Emma learns new tricks

 

Chapter 1

 

"Yes sir, I'm certain. No, I know that she is new to us, but she has already proven herself quite admirably," John Steed rose from his desk chair and paced in a small circle as he spoke. "I trust her implicitly, and she meets all of the requirements for the job. Right. Beautiful, brilliant, and she can take care of herself."

The buzzer rang, drawing his eyes up the steps toward the door.
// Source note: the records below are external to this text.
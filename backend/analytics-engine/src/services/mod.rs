pub mod analytics_service;
pub mod assemblers;
pub mod breakdown;
pub mod fallback;
pub mod http_source;
pub mod source;

pub use analytics_service::AnalyticsService;
pub use http_source::HttpAnalyticsSource;
pub use source::AnalyticsSource;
"Hold on, General. That's her now." He set the telephone receiver on the desk and took the steps two at a time.

He opened the door to admit Emma Peel, and as usual the sight of her made his breath catch in his throat. He automatically leaned close to kiss her lightly on the lips, a pleasure he only allowed himself in their homes when they were not working. She reached up to caress the side of his face and his eyes widened as they slipped into the warm, brown depths of hers.

"Come in," he said softly. "I'm just speaking to General Collins."

He turned and went back down to the telephone, leaving Emma to shut the door. She came down the stairs and tossed her black and white fur over the back of a chair.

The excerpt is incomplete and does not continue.